**Dataset**
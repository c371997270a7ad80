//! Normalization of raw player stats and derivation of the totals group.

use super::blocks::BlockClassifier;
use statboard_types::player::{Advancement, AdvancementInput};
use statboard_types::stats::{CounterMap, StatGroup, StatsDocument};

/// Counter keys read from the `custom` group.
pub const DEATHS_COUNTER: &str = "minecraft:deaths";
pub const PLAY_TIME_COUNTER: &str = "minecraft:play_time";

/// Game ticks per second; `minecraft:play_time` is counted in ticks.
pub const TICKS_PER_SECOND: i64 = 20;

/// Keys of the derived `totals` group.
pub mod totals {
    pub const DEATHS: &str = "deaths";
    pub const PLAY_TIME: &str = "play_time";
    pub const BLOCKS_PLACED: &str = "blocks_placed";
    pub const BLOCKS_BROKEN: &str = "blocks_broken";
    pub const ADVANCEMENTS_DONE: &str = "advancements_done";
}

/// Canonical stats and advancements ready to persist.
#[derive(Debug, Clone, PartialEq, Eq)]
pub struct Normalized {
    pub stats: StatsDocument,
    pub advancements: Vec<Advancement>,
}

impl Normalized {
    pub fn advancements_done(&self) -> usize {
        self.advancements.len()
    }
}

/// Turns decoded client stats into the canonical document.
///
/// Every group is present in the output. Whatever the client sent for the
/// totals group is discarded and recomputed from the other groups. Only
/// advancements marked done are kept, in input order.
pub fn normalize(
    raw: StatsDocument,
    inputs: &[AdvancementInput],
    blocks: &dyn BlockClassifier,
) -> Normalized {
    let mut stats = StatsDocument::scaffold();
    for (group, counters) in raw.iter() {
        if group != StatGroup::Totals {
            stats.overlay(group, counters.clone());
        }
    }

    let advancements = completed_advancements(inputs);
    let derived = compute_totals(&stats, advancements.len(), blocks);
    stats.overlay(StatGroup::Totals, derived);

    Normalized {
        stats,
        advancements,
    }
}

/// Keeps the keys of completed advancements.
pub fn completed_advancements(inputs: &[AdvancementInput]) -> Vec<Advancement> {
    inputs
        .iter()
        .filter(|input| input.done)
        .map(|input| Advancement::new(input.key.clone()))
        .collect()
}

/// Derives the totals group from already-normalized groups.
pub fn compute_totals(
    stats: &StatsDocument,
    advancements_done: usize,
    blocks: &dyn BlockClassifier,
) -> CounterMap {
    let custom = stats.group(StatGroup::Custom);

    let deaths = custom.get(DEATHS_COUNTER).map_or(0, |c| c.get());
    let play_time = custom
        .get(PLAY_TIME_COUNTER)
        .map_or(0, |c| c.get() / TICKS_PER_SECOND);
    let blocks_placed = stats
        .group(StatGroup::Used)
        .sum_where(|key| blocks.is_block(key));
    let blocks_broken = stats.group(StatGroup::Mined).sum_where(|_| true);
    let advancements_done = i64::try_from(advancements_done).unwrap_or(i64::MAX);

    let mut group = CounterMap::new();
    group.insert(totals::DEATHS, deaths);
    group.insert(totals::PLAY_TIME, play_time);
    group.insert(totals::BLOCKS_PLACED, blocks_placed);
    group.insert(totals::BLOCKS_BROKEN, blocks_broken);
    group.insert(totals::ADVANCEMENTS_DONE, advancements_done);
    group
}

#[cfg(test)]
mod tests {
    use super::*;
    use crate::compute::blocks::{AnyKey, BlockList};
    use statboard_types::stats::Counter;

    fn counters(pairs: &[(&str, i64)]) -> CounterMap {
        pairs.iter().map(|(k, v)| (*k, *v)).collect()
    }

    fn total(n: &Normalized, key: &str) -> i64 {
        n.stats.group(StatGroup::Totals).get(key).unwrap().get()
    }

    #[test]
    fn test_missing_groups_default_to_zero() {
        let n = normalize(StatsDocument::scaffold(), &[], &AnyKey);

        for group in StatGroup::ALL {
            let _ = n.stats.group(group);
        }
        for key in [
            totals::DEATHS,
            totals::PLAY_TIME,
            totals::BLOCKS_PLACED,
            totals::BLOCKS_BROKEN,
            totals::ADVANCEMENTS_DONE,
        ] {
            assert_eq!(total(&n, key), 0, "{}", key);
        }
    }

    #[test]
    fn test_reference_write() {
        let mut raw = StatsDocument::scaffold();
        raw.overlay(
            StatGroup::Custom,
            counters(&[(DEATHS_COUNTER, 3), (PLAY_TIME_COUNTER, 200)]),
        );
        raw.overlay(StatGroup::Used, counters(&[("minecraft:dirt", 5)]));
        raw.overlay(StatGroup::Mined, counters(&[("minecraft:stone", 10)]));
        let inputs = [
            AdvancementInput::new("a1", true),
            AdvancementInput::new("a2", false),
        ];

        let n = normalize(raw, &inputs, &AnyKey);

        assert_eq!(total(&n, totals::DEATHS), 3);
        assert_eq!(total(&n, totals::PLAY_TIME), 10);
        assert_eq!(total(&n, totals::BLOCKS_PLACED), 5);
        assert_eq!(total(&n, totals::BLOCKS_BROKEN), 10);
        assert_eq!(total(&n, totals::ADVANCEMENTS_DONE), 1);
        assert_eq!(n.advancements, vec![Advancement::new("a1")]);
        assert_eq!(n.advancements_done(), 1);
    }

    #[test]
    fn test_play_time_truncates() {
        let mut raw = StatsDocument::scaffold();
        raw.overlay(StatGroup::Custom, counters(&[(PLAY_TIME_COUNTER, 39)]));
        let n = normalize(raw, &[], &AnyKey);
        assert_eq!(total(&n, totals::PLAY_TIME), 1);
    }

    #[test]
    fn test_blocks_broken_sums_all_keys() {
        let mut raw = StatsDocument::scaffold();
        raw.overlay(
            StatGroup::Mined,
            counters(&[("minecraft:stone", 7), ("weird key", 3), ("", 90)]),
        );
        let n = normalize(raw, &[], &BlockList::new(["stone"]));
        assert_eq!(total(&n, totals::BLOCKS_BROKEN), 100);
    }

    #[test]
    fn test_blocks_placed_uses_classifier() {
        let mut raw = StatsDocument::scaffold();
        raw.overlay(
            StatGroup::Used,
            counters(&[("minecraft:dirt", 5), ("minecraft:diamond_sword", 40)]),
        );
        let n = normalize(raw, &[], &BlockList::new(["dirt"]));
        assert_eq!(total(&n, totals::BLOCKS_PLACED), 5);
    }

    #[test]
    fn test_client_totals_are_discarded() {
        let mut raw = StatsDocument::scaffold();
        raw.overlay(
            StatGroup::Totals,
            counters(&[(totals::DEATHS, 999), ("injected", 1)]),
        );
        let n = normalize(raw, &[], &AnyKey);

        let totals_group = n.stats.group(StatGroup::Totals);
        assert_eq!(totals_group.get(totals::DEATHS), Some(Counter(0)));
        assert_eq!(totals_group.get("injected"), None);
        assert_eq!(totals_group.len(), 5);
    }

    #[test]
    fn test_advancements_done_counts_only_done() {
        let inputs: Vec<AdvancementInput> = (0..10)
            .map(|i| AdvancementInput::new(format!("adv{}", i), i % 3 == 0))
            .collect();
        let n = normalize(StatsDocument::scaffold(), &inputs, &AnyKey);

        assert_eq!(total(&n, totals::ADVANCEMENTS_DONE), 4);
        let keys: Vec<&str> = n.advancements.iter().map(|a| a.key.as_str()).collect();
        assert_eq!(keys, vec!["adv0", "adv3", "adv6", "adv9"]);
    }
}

**How to complete this task**
Go through the material above and output exactly the lines from the one containing "for (group, counters)" through the one containing "stats.overlay(StatGroup::Totals, derived);".

**Answer to the problem**
    for (group, counters) in raw.iter() {
        if group != StatGroup::Totals {
            stats.overlay(group, counters.clone());
        }
    }

    let advancements = completed_advancements(inputs);
    let derived = compute_totals(&stats, advancements.len(), blocks);
    stats.overlay(StatGroup::Totals, derived);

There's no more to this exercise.